Ever since I was a teenager when my family lived in Turkey I’ve loved Turkish food and often cook the dishes I remember from those years, as my mother did too for the rest of her life. She was a vegetarian so it was a cuisine that suited her perfectly. Today for lunch we ate some variations on old favourites. Most of the preparation was done yesterday so it made for a very easy Sunday morning.
Clockwise from the left: Kandil dolma peppers stuffed with rice and minced meat; black olives; purée of red pepper and pistachio; stuffed baked aubergines; hummus with tahina.
I’ve put the recipe for the aubergines on my Food from the Mediterranean blog.
The stuffed kandil dolma peppers were a variation on what has become a theme of the summer – these are red unlike the green ones I used earlier in the summer. I used to think that the green ones tasted better and last year we allowed just a few to ripen so that we could save seeds, but since I realised that cooking them in tomato sauce rather than baking them really brings out the flavour of the peppers I think the red ones are equally good, and pretty too! I’ll confess that I used beef for these rather than my preferred lamb because it’s difficult to get lamb here, especially minced lamb, but easy to buy steacks hachés – burgers made with 100% beef. I bought two, used one for the stuffing and put the other in the freezer for next time. I rarely buy beef as I prefer to eat more locally produced meat and there are no cows anywhere near here because we don’t have the grass they need.

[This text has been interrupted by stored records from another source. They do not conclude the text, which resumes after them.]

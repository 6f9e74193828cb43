//! # Service: the unit of work managed by the supervisor.
//!
//! A [`Service`] has five operations. Every one of them has a default body, so an
//! implementor overrides only what it uses and keeps compiling when new
//! operations are added to the trait:
//!
//! | method           | default                        |
//! |------------------|--------------------------------|
//! | `name`           | `"unnamed-service"`            |
//! | `service_type`   | [`ServiceType::Ignore`]        |
//! | `on_install`     | `Ok(())`                       |
//! | `on_start`       | `Err(ServiceError::Unimplemented)` |
//! | `on_stop`        | `Ok(())`                       |
//!
//! Hooks take `&self`: an async unit runs `on_start` on its own tokio task while
//! the supervisor may call `on_stop` concurrently, so mutable state belongs behind
//! interior mutability.

use std::fmt;
use std::sync::Arc;

use async_trait::async_trait;

use crate::error::ServiceError;

/// Shared handle to a service.
pub type ServiceRef = Arc<dyn Service>;

/// How the supervisor runs `on_start`.
#[derive(Clone, Copy, Debug, Default, PartialEq, Eq, Hash)]
pub enum ServiceType {
    /// Never started; the unit is installed and stopped only.
    #[default]
    Ignore,
    /// `run` awaits `on_start` (and its retries) before moving to the next unit.
    Blocking,
    /// `on_start` runs on a dedicated tokio task; `run` proceeds immediately.
    Async,
}

impl ServiceType {
    /// Returns a short stable label for logs.
    pub fn as_label(&self) -> &'static str {
        match self {
            ServiceType::Ignore => "ignore",
            ServiceType::Blocking => "blocking",
            ServiceType::Async => "async",
        }
    }
}

impl fmt::Display for ServiceType {
    fn fmt(&self, f: &mut fmt::Formatter<'_>) -> fmt::Result {
        f.write_str(self.as_label())
    }
}

/// # A supervised unit of work.
///
/// # Example
/// ```
/// use async_trait::async_trait;
/// use unitvisor::{Namespace, Service, ServiceError, ServiceType};
///
/// struct Config {
///     ns: Namespace,
/// }
///
/// #[async_trait]
/// impl Service for Config {
///     fn name(&self) -> &str { "config" }
///     fn service_type(&self) -> ServiceType { ServiceType::Blocking }
///
///     async fn on_start(&self) -> Result<(), ServiceError> {
///         self.ns.set("addr", String::from("127.0.0.1:8080"));
///         Ok(())
///     }
/// }
/// ```
#[async_trait]
pub trait Service: Send + Sync + 'static {
    /// Human-readable name used in logs and errors.
    fn name(&self) -> &str {
        "unnamed-service"
    }

    /// How `on_start` is dispatched.
    fn service_type(&self) -> ServiceType {
        ServiceType::Ignore
    }

    /// Called exactly once, before `on_start`. An error aborts `Supervisor::run`.
    async fn on_install(&self) -> Result<(), ServiceError> {
        Ok(())
    }

    /// Main body. Called once or repeatedly depending on the unit's restart policy.
    async fn on_start(&self) -> Result<(), ServiceError> {
        Err(ServiceError::Unimplemented)
    }

    /// Called once during shutdown if `on_install` succeeded.
    async fn on_stop(&self) -> Result<(), ServiceError> {
        Ok(())
    }
}

#[cfg(test)]
mod tests {
    use super::*;

    struct Bare;

    impl Service for Bare {}

    #[tokio::test]
    async fn defaults_describe_an_ignored_unimplemented_service() {
        let s = Bare;
        assert_eq!(s.name(), "unnamed-service");
        assert_eq!(s.service_type(), ServiceType::Ignore);
        assert!(s.on_install().await.is_ok());
        assert!(matches!(s.on_start().await, Err(ServiceError::Unimplemented)));
        assert!(s.on_stop().await.is_ok());
    }
}
//! # Units: registration records and their ordering.
//!
//! - [`Unit`] binds one service to its scheduling metadata
//! - [`UnitOptions`] builder passed to `Supervisor::register`
//! - `order` start/stop ordering with the zero-index fast path

mod options;
pub(crate) mod order;
mod unit;

pub use options::UnitOptions;
pub use unit::Unit;
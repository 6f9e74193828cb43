//! # Logging capability.
//!
//! ```text
//! Supervisor / Watchdog ──► Arc<dyn Logger> ──► TracingLogger (default) │ user logger
//!                      └──► SyslogSink (fatal/error mirror, unix only)
//! ```
//!
//! - [`Logger`] pluggable sink with `debug/info/warn/error/fatal`
//! - [`TracingLogger`] default implementation on top of `tracing`
//! - [`SyslogSink`] best-effort delivery to the OS system log

mod logger;
mod syslog;

pub use logger::{Field, Level, Logger, TracingLogger};
pub use syslog::{Severity, SyslogSink};

#[cfg(test)]
pub(crate) mod testing;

The red pepper and pistachio purée was a variation, brought about by necessity, of a Turkish dish that combines red pepper and walnuts. The village shop didn’t have walnuts yesterday so I bought pistachios instead with excellent results. I put 75 grams of shelled pistachios in the blender and turned them into a slightly lumpy powder, added a piece of day-old bread and two long sweet Spanish peppers from the garden, blended them all to a purée and added some olive oil, some salt and a squeeze of lemon. It’s good for dipping crusty bread into.
The hummus was made by combining a tin of (drained) chickpeas in the blender with garlic to taste (we like quite a lot), salt, lemon juice, olive oil, tahina (sesame seed) paste and a little water to make the consistency right for dipping bread into it, then serving it garnished with olive oil and paprika.